Over the past two years, HIV patients at the harbour town complained to the media regarding the clinic, saying it promotes stigma, and requested that its isolation be discontinued.
People who spoke to Nampa last year said their status is being exposed to the public by having a separate clinic where they collect their medication.
“It is not difficult for someone to tell I am HIV positive because they see me every month standing in the queue at the HIV clinic. Why can’t we just collect medicine at one clinic, just like any other patient?” asked one resident.
Approached for comment at Swakopmund on Thursday, health minister Bernard Haufiku said a directive was issued already in 2015 to integrate such facilities across the country.
He said he does not even understand why such facilities existed in the first place, because to him, this promotes stigma.
“That is not how it is supposed to be. I do not know why the clinic at Kuisebmond is still operational; maybe it is the implementation issue. But a directive was issued and repeated again in 2016.”
The minister said he gave a similar order for the Elavi clinic in the Oshivelo area, where they also had a separate facility with a sign reading ‘HIV Clinic’ on the door.
“I would not want to walk into something that reads HIV on the door when everyone is watching. I know we are supposed to be open about the pandemic, but it is human nature to feel uncomfortable about some things,” he added.
Haufiku stressed that there should only be one clinic where all patients walk in and get their medicines, without anybody feeling the public or their friends knowing what disease they have.

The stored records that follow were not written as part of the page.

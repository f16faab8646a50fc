//! External output shape for analysis runs.
//!
//! Projects ranked sections and sub-section results into the record an
//! external writer persists. Even a fully failed run can produce a
//! schema-valid record via [`AnalysisOutput::minimal`], so downstream
//! consumers never see a missing or malformed output object.

use chrono::Utc;
use serde::{Deserialize, Serialize};

use crate::embedding::ModelInfo;
use crate::types::{RankedSection, SubsectionResult};

/// Run-level metadata attached to every output record.
#[derive(Clone, Debug, PartialEq, Serialize, Deserialize)]
pub struct RunMetadata {
    pub input_documents: Vec<String>,
    pub persona: String,
    pub job_to_be_done: String,
    /// RFC 3339 timestamp taken when the record was built.
    pub processing_timestamp: String,
    pub model_info: ModelInfo,
    /// Present only when the run failed and the record is the minimal
    /// fallback shape.
    #[serde(default, skip_serializing_if = "Option::is_none")]
    pub error: Option<String>,
}

/// One ranked section as it appears in the output record.
#[derive(Clone, Debug, PartialEq, Serialize, Deserialize)]
pub struct ExtractedSection {
    pub document: String,
    /// One-based, reader-facing page number.
    pub page_number: usize,
    pub section_title: String,
    pub importance_rank: usize,
}

/// One sub-section analysis entry in the output record.
#[derive(Clone, Debug, PartialEq, Serialize, Deserialize)]
pub struct SubsectionEntry {
    pub document: String,
    pub page_number: usize,
    pub refined_text: String,
}

/// The complete output record for one analysis run.
///
/// `extracted_sections` is ordered by ascending importance rank;
/// `subsection_analysis` follows the ranking order of the sections it was
/// derived from.
#[derive(Clone, Debug, PartialEq, Serialize, Deserialize)]
pub struct AnalysisOutput {
    pub metadata: RunMetadata,
    pub extracted_sections: Vec<ExtractedSection>,
    pub subsection_analysis: Vec<SubsectionEntry>,
}

impl AnalysisOutput {
    /// Builds the output record from ranking results.
    ///
    /// `ranked` must already be in ascending rank order (as produced by the
    /// section ranker); at most `max_sections` entries are emitted.
    pub fn from_results(
        persona: impl Into<String>,
        job_to_be_done: impl Into<String>,
        input_documents: Vec<String>,
        model_info: ModelInfo,
        ranked: &[RankedSection],
        subsections: &[SubsectionResult],
        max_sections: usize,
    ) -> Self {
        let extracted_sections = ranked
            .iter()
            .take(max_sections)
            .map(|entry| ExtractedSection {
                document: entry.section.document.clone(),
                page_number: entry.section.page.one_based(),
                section_title: entry.section.heading.clone(),
                importance_rank: entry.importance_rank,
            })
            .collect();

        let subsection_analysis = subsections
            .iter()
            .map(|result| SubsectionEntry {
                document: result.document.clone(),
                page_number: result.page.one_based(),
                refined_text: result.refined_text.clone(),
            })
            .collect();

        Self {
            metadata: RunMetadata {
                input_documents,
                persona: persona.into(),
                job_to_be_done: job_to_be_done.into(),
                processing_timestamp: Utc::now().to_rfc3339(),
                model_info,
                error: None,
            },
            extracted_sections,
            subsection_analysis,
        }
    }

    /// Builds the minimal, schema-valid record for a failed run: empty
    /// section lists plus an error note in the metadata.
    pub fn minimal(
        persona: impl Into<String>,
        job_to_be_done: impl Into<String>,
        input_documents: Vec<String>,
        model_info: ModelInfo,
        error: impl Into<String>,
    ) -> Self {
        Self {
            metadata: RunMetadata {
                input_documents,
                persona: persona.into(),
                job_to_be_done: job_to_be_done.into(),
                processing_timestamp: Utc::now().to_rfc3339(),
                model_info,
                error: Some(error.into()),
            },
            extracted_sections: Vec::new(),
            subsection_analysis: Vec::new(),
        }
    }

    /// Serializes the record as pretty-printed JSON for the external
    /// writer.
    pub fn to_json_pretty(&self) -> serde_json::Result<String> {
        serde_json::to_string_pretty(self)
    }
}

#[cfg(test)]
mod tests {
    use super::*;
    use crate::types::{HeadingLevel, PageIndex, Section};

    fn model_info() -> ModelInfo {
        ModelInfo {
            embedding_dimension: 384,
            max_input_length: 256,
            model_identifier: "mock-embedder".to_string(),
        }
    }

    fn ranked(heading: &str, page: usize, rank: usize, score: f32) -> RankedSection {
        RankedSection {
            section: Section {
                document: "doc.pdf".to_string(),
                heading: heading.to_string(),
                page: PageIndex::from_zero_based(page),
                level: HeadingLevel::H1,
                content: "content".to_string(),
            },
            relevance_score: score,
            importance_rank: rank,
        }
    }

    #[test]
    fn output_preserves_rank_order_and_one_based_pages() {
        let sections = vec![
            ranked("First", 0, 1, 0.9),
            ranked("Second", 2, 2, 0.5),
            ranked("Third", 4, 3, 0.1),
        ];
        let output = AnalysisOutput::from_results(
            "analyst",
            "find things",
            vec!["doc.pdf".to_string()],
            model_info(),
            &sections,
            &[],
            50,
        );

        assert_eq!(output.extracted_sections.len(), 3);
        assert_eq!(output.extracted_sections[0].importance_rank, 1);
        assert_eq!(output.extracted_sections[0].page_number, 1);
        assert_eq!(output.extracted_sections[1].page_number, 3);
        assert_eq!(output.extracted_sections[2].page_number, 5);
    }

    #[test]
    fn output_caps_section_count() {
        let sections: Vec<RankedSection> = (0..10)
            .map(|i| ranked(&format!("Heading {i}"), 0, i + 1, 1.0 - i as f32 * 0.05))
            .collect();
        let output = AnalysisOutput::from_results(
            "analyst",
            "find things",
            vec![],
            model_info(),
            &sections,
            &[],
            4,
        );
        assert_eq!(output.extracted_sections.len(), 4);
    }

    #[test]
    fn successful_output_omits_error_field() {
        let output =
            AnalysisOutput::from_results("p", "j", vec![], model_info(), &[], &[], 50);
        let json = serde_json::to_value(&output).unwrap();
        assert!(json["metadata"].get("error").is_none());
    }

    #[test]
    fn minimal_output_is_schema_valid_with_error_note() {
        let output = AnalysisOutput::minimal(
            "document analyst",
            "extract relevant information",
            vec!["broken.pdf".to_string()],
            model_info(),
            "embedding provider unavailable",
        );
        let json = serde_json::to_value(&output).unwrap();

        assert_eq!(json["extracted_sections"].as_array().unwrap().len(), 0);
        assert_eq!(json["subsection_analysis"].as_array().unwrap().len(), 0);
        assert_eq!(
            json["metadata"]["error"],
            "embedding provider unavailable"
        );
        assert_eq!(json["metadata"]["persona"], "document analyst");
        assert!(json["metadata"]["processing_timestamp"].is_string());
        assert_eq!(json["metadata"]["model_info"]["embedding_dimension"], 384);
    }

    #[test]
    fn record_round_trips_through_json() {
        let output = AnalysisOutput::from_results(
            "p",
            "j",
            vec!["a.pdf".to_string()],
            model_info(),
            &[ranked("Heading", 1, 1, 0.7)],
            &[],
            50,
        );
        let json = output.to_json_pretty().unwrap();
        let parsed: AnalysisOutput = serde_json::from_str(&json).unwrap();
        assert_eq!(parsed, output);
    }
}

Even condoms should not be handed out to people in public just like that. They need to be placed where those who do not want to be seen taking them can freely do, he said.
“Instead of placing them at the reception, maybe place them in the toilet or somewhere. In my view, those are bedroom secrets, and should be treated as such for those who prefer,” Haufiku noted.
The minister was on a two-day outreach programme in Erongo, which started last Wednesday.
It is aimed at better equipping medical staff in the region, especially doctors, with the skills to handle patients.